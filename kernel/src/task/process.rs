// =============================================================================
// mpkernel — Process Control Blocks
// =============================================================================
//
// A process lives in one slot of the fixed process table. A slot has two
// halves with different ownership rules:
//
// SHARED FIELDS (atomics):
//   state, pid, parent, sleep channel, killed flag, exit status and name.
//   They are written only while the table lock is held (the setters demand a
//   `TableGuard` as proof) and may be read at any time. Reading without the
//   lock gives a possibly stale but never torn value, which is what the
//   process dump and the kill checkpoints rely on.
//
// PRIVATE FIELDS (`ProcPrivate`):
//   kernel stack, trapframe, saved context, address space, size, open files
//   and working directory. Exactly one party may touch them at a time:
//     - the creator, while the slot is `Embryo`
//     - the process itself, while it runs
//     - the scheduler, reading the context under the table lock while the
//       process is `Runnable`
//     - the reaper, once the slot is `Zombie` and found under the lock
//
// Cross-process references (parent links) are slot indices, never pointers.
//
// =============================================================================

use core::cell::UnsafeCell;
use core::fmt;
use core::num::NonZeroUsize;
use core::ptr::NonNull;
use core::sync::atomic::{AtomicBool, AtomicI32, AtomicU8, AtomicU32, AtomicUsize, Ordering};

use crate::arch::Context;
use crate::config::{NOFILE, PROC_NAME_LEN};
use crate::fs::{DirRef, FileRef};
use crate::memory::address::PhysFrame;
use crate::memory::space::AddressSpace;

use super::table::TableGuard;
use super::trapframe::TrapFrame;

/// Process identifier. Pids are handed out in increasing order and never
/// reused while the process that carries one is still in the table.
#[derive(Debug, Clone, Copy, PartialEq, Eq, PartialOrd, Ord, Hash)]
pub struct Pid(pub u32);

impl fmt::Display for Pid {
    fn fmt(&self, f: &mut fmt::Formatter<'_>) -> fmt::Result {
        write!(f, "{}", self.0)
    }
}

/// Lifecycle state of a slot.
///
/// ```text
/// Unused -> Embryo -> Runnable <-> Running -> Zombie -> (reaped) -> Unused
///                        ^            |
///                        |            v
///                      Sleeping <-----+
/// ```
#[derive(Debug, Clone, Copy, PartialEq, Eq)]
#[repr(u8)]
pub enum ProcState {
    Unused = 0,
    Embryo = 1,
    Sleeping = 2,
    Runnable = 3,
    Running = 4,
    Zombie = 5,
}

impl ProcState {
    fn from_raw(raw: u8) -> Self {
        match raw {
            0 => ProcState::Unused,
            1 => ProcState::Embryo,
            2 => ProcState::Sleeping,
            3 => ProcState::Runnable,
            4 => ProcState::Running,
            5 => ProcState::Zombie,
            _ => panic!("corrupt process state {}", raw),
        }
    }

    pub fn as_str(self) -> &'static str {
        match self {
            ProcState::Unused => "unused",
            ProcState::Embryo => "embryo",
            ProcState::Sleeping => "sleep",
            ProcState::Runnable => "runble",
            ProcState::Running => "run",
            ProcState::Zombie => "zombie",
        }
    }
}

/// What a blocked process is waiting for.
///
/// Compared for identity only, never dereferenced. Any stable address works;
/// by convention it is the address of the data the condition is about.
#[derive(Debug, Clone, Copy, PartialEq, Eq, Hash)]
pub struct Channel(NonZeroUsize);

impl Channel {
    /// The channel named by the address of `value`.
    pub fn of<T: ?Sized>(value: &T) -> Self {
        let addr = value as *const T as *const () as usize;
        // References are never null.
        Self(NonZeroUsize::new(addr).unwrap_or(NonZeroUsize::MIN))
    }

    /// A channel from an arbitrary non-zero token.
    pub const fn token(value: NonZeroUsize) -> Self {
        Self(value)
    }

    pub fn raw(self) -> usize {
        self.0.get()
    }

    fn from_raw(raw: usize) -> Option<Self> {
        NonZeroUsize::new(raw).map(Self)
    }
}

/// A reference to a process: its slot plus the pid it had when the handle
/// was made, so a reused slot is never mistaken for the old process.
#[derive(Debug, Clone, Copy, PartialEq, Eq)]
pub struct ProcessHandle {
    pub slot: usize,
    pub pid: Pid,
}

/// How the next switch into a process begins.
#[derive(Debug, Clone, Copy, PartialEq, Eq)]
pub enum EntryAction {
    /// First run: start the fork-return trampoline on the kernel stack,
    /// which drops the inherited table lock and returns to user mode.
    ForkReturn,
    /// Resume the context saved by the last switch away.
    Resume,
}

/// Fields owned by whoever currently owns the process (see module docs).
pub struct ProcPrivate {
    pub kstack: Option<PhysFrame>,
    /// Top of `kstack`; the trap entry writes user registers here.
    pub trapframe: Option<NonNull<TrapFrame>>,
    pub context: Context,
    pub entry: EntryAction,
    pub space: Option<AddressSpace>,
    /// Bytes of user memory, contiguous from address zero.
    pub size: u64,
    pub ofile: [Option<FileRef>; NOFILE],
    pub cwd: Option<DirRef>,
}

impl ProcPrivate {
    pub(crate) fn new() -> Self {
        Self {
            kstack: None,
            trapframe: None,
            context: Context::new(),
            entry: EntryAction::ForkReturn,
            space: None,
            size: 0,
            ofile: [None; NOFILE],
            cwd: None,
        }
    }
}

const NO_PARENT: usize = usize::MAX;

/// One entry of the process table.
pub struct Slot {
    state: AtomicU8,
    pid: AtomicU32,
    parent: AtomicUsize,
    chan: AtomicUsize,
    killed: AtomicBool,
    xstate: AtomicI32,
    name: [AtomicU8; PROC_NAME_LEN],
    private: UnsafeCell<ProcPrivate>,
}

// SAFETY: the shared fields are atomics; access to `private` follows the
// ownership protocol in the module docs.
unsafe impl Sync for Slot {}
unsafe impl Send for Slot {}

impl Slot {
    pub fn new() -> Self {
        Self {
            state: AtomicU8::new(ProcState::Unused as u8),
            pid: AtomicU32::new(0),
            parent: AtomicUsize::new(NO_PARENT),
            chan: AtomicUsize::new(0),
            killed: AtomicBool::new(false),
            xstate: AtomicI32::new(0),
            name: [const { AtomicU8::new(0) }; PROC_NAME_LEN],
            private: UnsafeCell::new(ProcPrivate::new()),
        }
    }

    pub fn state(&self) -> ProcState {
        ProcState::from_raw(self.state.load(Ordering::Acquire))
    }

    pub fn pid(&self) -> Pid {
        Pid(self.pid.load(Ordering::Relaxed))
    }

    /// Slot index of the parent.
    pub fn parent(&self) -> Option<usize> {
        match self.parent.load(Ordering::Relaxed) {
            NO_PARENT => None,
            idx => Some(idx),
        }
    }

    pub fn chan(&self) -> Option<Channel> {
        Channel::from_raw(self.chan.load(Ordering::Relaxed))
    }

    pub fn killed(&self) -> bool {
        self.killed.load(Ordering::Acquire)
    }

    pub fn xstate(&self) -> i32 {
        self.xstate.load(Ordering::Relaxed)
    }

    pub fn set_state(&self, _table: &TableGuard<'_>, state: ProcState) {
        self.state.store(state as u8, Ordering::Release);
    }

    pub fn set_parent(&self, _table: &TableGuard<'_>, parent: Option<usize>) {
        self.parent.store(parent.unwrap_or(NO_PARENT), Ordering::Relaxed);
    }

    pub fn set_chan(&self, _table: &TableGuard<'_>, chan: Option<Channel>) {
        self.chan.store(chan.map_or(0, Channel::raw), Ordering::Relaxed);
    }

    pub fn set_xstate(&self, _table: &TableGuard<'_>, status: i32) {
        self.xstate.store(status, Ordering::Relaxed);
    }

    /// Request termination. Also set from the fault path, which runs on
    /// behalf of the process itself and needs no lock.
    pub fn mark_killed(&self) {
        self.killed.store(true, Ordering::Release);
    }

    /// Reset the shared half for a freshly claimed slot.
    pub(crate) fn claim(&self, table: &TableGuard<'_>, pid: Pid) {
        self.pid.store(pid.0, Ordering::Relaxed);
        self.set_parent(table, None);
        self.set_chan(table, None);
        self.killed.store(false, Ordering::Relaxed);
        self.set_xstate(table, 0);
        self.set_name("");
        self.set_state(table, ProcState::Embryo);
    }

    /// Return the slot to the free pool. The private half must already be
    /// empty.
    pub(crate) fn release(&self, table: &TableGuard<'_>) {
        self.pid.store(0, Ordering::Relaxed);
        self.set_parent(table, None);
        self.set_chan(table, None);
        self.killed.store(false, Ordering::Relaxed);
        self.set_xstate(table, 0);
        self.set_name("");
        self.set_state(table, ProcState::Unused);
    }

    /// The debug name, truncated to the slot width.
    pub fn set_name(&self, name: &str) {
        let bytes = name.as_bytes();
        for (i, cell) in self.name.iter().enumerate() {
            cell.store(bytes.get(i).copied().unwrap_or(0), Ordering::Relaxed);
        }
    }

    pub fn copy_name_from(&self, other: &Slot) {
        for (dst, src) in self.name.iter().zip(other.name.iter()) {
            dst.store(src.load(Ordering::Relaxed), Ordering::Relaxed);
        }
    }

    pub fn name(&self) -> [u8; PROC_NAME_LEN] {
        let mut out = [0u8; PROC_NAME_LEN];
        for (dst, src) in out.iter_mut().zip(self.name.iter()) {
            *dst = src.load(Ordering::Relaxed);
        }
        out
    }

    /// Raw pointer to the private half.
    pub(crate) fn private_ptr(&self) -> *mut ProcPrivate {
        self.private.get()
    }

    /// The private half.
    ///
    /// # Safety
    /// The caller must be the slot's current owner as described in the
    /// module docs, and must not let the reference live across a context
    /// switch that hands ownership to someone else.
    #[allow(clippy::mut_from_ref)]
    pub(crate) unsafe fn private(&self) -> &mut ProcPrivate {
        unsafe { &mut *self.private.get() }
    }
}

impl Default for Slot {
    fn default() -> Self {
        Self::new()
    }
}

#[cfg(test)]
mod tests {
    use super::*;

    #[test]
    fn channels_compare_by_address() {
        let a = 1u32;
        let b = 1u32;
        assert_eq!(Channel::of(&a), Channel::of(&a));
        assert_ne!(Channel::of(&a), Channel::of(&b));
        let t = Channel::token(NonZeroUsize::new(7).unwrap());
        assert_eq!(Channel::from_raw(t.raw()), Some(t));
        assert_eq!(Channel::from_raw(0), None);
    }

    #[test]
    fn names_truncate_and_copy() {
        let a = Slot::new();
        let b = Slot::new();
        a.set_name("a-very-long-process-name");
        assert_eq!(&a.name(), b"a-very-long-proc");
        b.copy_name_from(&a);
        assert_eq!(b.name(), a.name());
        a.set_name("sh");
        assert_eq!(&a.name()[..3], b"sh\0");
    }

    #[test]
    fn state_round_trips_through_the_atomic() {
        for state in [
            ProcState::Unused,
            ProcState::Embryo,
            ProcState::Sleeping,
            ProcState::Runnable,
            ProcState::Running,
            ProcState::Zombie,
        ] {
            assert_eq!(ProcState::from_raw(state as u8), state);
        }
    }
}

───

» **EXERCISE DESCRIPTION**
From the records, determine the number of lines holding the word "super", and state that number only.

» **RESPONSE TO THIS TASK**
3